The seat in the PA 12 is extremely comfortable and has several adjustment points. The front legs sit inside of a couple of cleats that keep it in place.

The back of the seat has two sitting heights. The low position, where the back of the chair sits back in the groove of the boat, pictured left, and the elevated position, pictured right.

The seat position can be easily be adjusted by simply leaning forward and pulling the tether marked “seat”. This will adjust the high position seat holder out of the way so that the seat can be lowered with ease.

The other main adjustable features of this seat include the lower back support which can be increased or decreased by a twist of this knob.

The thigh height adjustment which is accessed by a simple twist of the right seat handle.

The seat also lifts up to provide more standing space. As you can see the cord for the thigh adjustment is still in place. This can be removed by simply unhooking the cord from the left side of the seat. Just don’t forget to put it back when you’re done!

With the seat lifted up and the thigh adjustment cord moved there is plenty of space for storage and standing. You can also see the strap that holds the under the seat tackle storage. There is enough room for a couple of nice sized plano boxes.

As you can see, Hobie put a lot of work into making their Pro Angler seat. I look forward to putting it to the test and you should keep an eye out for a fish-ability review that I will be adding after a couple more outings with the kayak! Thanks for reading. 

2013 Hobie Pro Angler 12 – Basic Installations

About a month ago, I was fortunate enough to pick up a brand new Hobie Pro Angler 12 from Austin Canoe and Kayak (Burnet Rd. store). I decided to give it a very in depth review and in this section I’ll focus on installing a fish finder and anchor trolley. You can find what I had to say about the features of the kayak, take in depth look at the seat and, of course, read how it fished.

Fish Finder Installation

When I first got the boat home, my first objective was to install my Humminbird FF. The PA has a recessed area with a “Lowrance ready” transducer install bracket/plate. The plate is removed by unscrewing 3 brass screws. Here is a shot of the exposed area.

The Humminbird transduer does not fit into the bracket “as is”, so at the time I made do with some zip ties and components that came with the Humminbird transducer. After a little research, I found that Hobie makes an adapter that allows for a clean install of the H-bird transducer. I had to swing by ACK San Marcos to pick up a stake out pole and the guys over there were more than happy to order a couple of them for me (one for a friend). A week later, they were in.

Installing the transducer to the plate with the adapter was PIECE OF CAKE and took all of about 3 mins.

Run the transducer cable up through the scupper and into the pre drilled pass through. The PA comes with a tree of rubber inserts so it’s just a matter of selecting the correct insert for the cable you are running.

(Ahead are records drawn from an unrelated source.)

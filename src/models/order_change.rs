use chrono::{DateTime, Utc};
use serde::{Deserialize, Serialize};

use crate::models::search::SliceInput;

/// Caller-described modification to an existing order. Removal-only changes
/// are valid and go through the same open/confirm protocol.
#[derive(Debug, Clone, Default, Deserialize)]
pub struct ChangeRequestInput {
    #[serde(default)]
    pub add_slices: Vec<SliceInput>,
    #[serde(default)]
    pub remove_slice_ids: Vec<String>,
    #[serde(default)]
    pub add_service_ids: Vec<String>,
    #[serde(default)]
    pub remove_service_ids: Vec<String>,
}

impl ChangeRequestInput {
    pub fn is_empty(&self) -> bool {
        self.add_slices.is_empty()
            && self.remove_slice_ids.is_empty()
            && self.add_service_ids.is_empty()
            && self.remove_service_ids.is_empty()
    }
}

/// Result of opening a change request. When `requires_confirmation` is set
/// the caller must confirm exactly one candidate by id; unconfirmed
/// candidates simply expire upstream.
#[derive(Debug, Clone, Serialize, Deserialize)]
pub struct OrderChangeRequest {
    pub id: String,
    pub order_id: String,
    pub requires_confirmation: bool,
    #[serde(default)]
    pub candidates: Vec<OrderChangeOffer>,
}

/// Expiring, priced candidate for an order change. Analogous to an Offer:
/// re-validated upstream at confirmation time, never trusted from an earlier
/// response.
#[derive(Debug, Clone, Serialize, Deserialize)]
pub struct OrderChangeOffer {
    pub id: String,
    pub change_total_amount: String,
    pub change_total_currency: String,
    pub new_total_amount: String,
    pub new_total_currency: String,
    pub expires_at: DateTime<Utc>,
}

#[derive(Debug, Clone, Serialize, Deserialize)]
pub struct ConfirmedChange {
    pub id: String,
    pub order_id: String,
    pub status: String,
    pub new_total_amount: Option<String>,
    pub new_total_currency: Option<String>,
}
use chrono::{DateTime, Utc};
use serde::{Deserialize, Serialize};

/// Priced, time-limited quote returned by the distribution provider. Offers
/// are leased, never owned: they must be re-fetched and re-validated before
/// any action that spends money.
#[derive(Debug, Clone, Serialize, Deserialize)]
pub struct Offer {
    pub id: String,
    pub total_amount: String,
    pub total_currency: String,
    pub expires_at: DateTime<Utc>,
    pub owner: Option<Airline>,
    pub slices: Vec<OfferSlice>,
}

impl Offer {
    pub fn is_expired(&self, now: DateTime<Utc>) -> bool {
        now >= self.expires_at
    }
}

#[derive(Debug, Clone, Serialize, Deserialize)]
pub struct OfferSlice {
    pub origin: String,
    pub destination: String,
    pub duration: Option<String>,
    pub segments: Vec<Segment>,
}

/// One flown leg operated by a single carrier under one flight number.
#[derive(Debug, Clone, Serialize, Deserialize)]
pub struct Segment {
    pub id: String,
    pub origin: String,
    pub destination: String,
    pub departing_at: String,
    pub arriving_at: String,
    pub carrier_code: String,
    pub carrier_name: Option<String>,
    pub carrier_logo_url: Option<String>,
    pub carrier_conditions_url: Option<String>,
    pub flight_number: String,
    pub aircraft: Option<String>,
}

#[derive(Debug, Clone, Serialize, Deserialize)]
pub struct Airline {
    pub iata_code: String,
    pub name: Option<String>,
    pub logo_url: Option<String>,
    pub conditions_url: Option<String>,
}
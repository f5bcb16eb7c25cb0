use std::collections::{HashMap, HashSet};
use std::sync::Arc;

use futures_util::future::join_all;

use crate::models::Offer;
use crate::state::AppState;

/// Fills missing airline display fields on offer segments by carrier code.
/// Never drops or reorders offers, never overrides data already present, and
/// swallows every lookup failure: enrichment is cosmetic.
pub async fn enrich_offers(state: &Arc<AppState>, offers: &mut [Offer]) {
    let mut missing: HashSet<String> = HashSet::new();
    for offer in offers.iter() {
        for slice in &offer.slices {
            for segment in &slice.segments {
                if segment.carrier_name.is_none() || segment.carrier_logo_url.is_none() {
                    missing.insert(segment.carrier_code.clone());
                }
            }
        }
    }

    if missing.is_empty() {
        return;
    }

    let lookups = missing.into_iter().map(|code| async move {
        let airline = state
            .airlines
            .lookup(state.distribution.as_ref(), &code)
            .await;
        (code, airline)
    });

    let resolved: HashMap<_, _> = join_all(lookups)
        .await
        .into_iter()
        .filter_map(|(code, airline)| airline.map(|a| (code, a)))
        .collect();

    for offer in offers.iter_mut() {
        for slice in &mut offer.slices {
            for segment in &mut slice.segments {
                let Some(airline) = resolved.get(&segment.carrier_code) else {
                    continue;
                };
                if segment.carrier_name.is_none() {
                    segment.carrier_name = airline.name.clone();
                }
                if segment.carrier_logo_url.is_none() {
                    segment.carrier_logo_url = airline.logo_url.clone();
                }
                if segment.carrier_conditions_url.is_none() {
                    segment.carrier_conditions_url = airline.conditions_url.clone();
                }
            }
        }
    }
}
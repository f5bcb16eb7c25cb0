use std::sync::{Arc, Mutex};

use axum::routing::{delete, get, post, put};
use axum::Router;
use tower_http::cors::CorsLayer;
use tower_http::trace::TraceLayer;
use tracing_subscriber::EnvFilter;

use flightdesk::config::AppConfig;
use flightdesk::db;
use flightdesk::handlers;
use flightdesk::services::distribution::duffel::DuffelProvider;
use flightdesk::services::reference_data::AirlineCache;
use flightdesk::state::AppState;

#[tokio::main]
async fn main() -> anyhow::Result<()> {
    let _ = dotenvy::dotenv();

    tracing_subscriber::fmt()
        .with_env_filter(EnvFilter::try_from_default_env().unwrap_or_else(|_| "info".into()))
        .init();

    let config = AppConfig::from_env();
    anyhow::ensure!(
        !config.duffel_api_token.is_empty(),
        "DUFFEL_API_TOKEN must be set"
    );

    let conn = db::init_db(&config.database_url)?;

    let distribution = DuffelProvider::new(
        config.duffel_api_token.clone(),
        config.duffel_base_url.clone(),
    );
    tracing::info!(base_url = %config.duffel_base_url, "using Duffel distribution provider");

    let state = Arc::new(AppState {
        db: Arc::new(Mutex::new(conn)),
        config: config.clone(),
        distribution: Box::new(distribution),
        airlines: AirlineCache::new(),
    });

    let app = Router::new()
        .route("/health", get(handlers::health::health))
        .route(
            "/api/flights/search",
            post(handlers::search::search_flights),
        )
        .route("/api/offers/:offer_id", get(handlers::offers::get_offer))
        .route(
            "/api/offers/:offer_id/seat_maps",
            get(handlers::offers::get_seat_maps),
        )
        .route(
            "/api/offers/:offer_id/services",
            get(handlers::offers::get_available_services),
        )
        .route(
            "/api/ancillaries/:offer_id",
            get(handlers::ancillaries::get_cart),
        )
        .route(
            "/api/ancillaries/:offer_id",
            put(handlers::ancillaries::upsert_cart),
        )
        .route(
            "/api/ancillaries/:offer_id",
            delete(handlers::ancillaries::clear_cart),
        )
        .route("/api/orders", post(handlers::orders::create_order))
        .route("/api/orders", get(handlers::orders::list_orders))
        .route("/api/orders/:id", get(handlers::orders::get_order))
        .route("/api/orders/:id/hold", get(handlers::hold::get_hold_status))
        .route(
            "/api/orders/:id/payment",
            post(handlers::hold::pay_hold_order),
        )
        .route(
            "/api/orders/:id/changes",
            post(handlers::changes::open_change_request),
        )
        .route(
            "/api/order_changes/:change_request_id/confirm",
            post(handlers::changes::confirm_change),
        )
        .layer(TraceLayer::new_for_http())
        .layer(CorsLayer::permissive())
        .with_state(state);

    let addr = format!("0.0.0.0:{}", config.port);
    tracing::info!("starting server on {addr}");

    let listener = tokio::net::TcpListener::bind(&addr).await?;
    axum::serve(listener, app).await?;

    Ok(())
}
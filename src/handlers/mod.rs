pub mod ancillaries;
pub mod changes;
pub mod health;
pub mod hold;
pub mod offers;
pub mod orders;
pub mod search;

use axum::http::HeaderMap;

use crate::errors::AppError;

/// The authenticated caller, as injected by the auth layer in front of this
/// service. Authentication itself is out of scope here; this header is the
/// narrow interface to it.
pub fn current_user(headers: &HeaderMap) -> Result<String, AppError> {
    headers
        .get("x-user-id")
        .and_then(|v| v.to_str().ok())
        .map(str::trim)
        .filter(|s| !s.is_empty())
        .map(str::to_string)
        .ok_or(AppError::Unauthorized)
}
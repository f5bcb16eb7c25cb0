use chrono::NaiveDateTime;
use serde::{Deserialize, Serialize};

/// Locally persisted record of a successfully created order. `flight_details`
/// is a frozen copy of the offer used at creation time so the trip can be
/// redisplayed after the offer itself has expired upstream.
#[derive(Debug, Clone, Serialize, Deserialize)]
pub struct Booking {
    pub id: String,
    pub user_id: String,
    pub order_id: String,
    pub booking_reference: String,
    pub total_amount: String,
    pub total_currency: String,
    pub passenger_details: serde_json::Value,
    pub flight_details: serde_json::Value,
    pub status: BookingStatus,
    pub payment_status: PaymentStatus,
    pub payment_completed_at: Option<NaiveDateTime>,
    pub created_at: NaiveDateTime,
    pub updated_at: NaiveDateTime,
}

#[derive(Debug, Clone, Copy, Serialize, Deserialize, PartialEq)]
#[serde(rename_all = "lowercase")]
pub enum BookingStatus {
    Confirmed,
    Cancelled,
}

impl BookingStatus {
    pub fn as_str(&self) -> &'static str {
        match self {
            BookingStatus::Confirmed => "confirmed",
            BookingStatus::Cancelled => "cancelled",
        }
    }

    pub fn parse(s: &str) -> Self {
        match s {
            "cancelled" => BookingStatus::Cancelled,
            _ => BookingStatus::Confirmed,
        }
    }
}

#[derive(Debug, Clone, Copy, Serialize, Deserialize, PartialEq)]
#[serde(rename_all = "snake_case")]
pub enum PaymentStatus {
    AwaitingPayment,
    Paid,
}

impl PaymentStatus {
    pub fn as_str(&self) -> &'static str {
        match self {
            PaymentStatus::AwaitingPayment => "awaiting_payment",
            PaymentStatus::Paid => "paid",
        }
    }

    pub fn parse(s: &str) -> Self {
        match s {
            "awaiting_payment" => PaymentStatus::AwaitingPayment,
            _ => PaymentStatus::Paid,
        }
    }
}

It takes a little bit of effort to get in and reach the back side of the insert to screw and unscrew it but it’s not anything that cannot be done in a matter of a few minutes. The cable(s) are then run to the front of the boat (either left or right side) and run through the fitting. Same as the one in the back, you must select the correct insert to compliment the cable configuration you have. The accessory mounting boards on either side give you endless options on where and how to mount your fish finder. I choose to use a RAM mount and it works great.

One thing I noticed after my last trip out, was that the space between the transducer and the flat area of the transducer bracket plate had filled with mud. I don’t think it’s really an issue at all but you find yourself going through the muck and mud on a regular basis, it might do you some good to take the 30 seconds when you get home to run a hose in the scupper under the seat (where your transducer cable comes out). It should flush out pretty good just by doing that.

Anchor Trolley Installation

After a trip out in the PA 12, I decided to install a anchor trolley. There is a specific trolley kit for the Hobie 12/14 so keep that in mind when you purchase one. It was a breeze to install as all you have to do is remove the plastic caps from the brass inserts on the boat and screw everything in. It’s really that simple.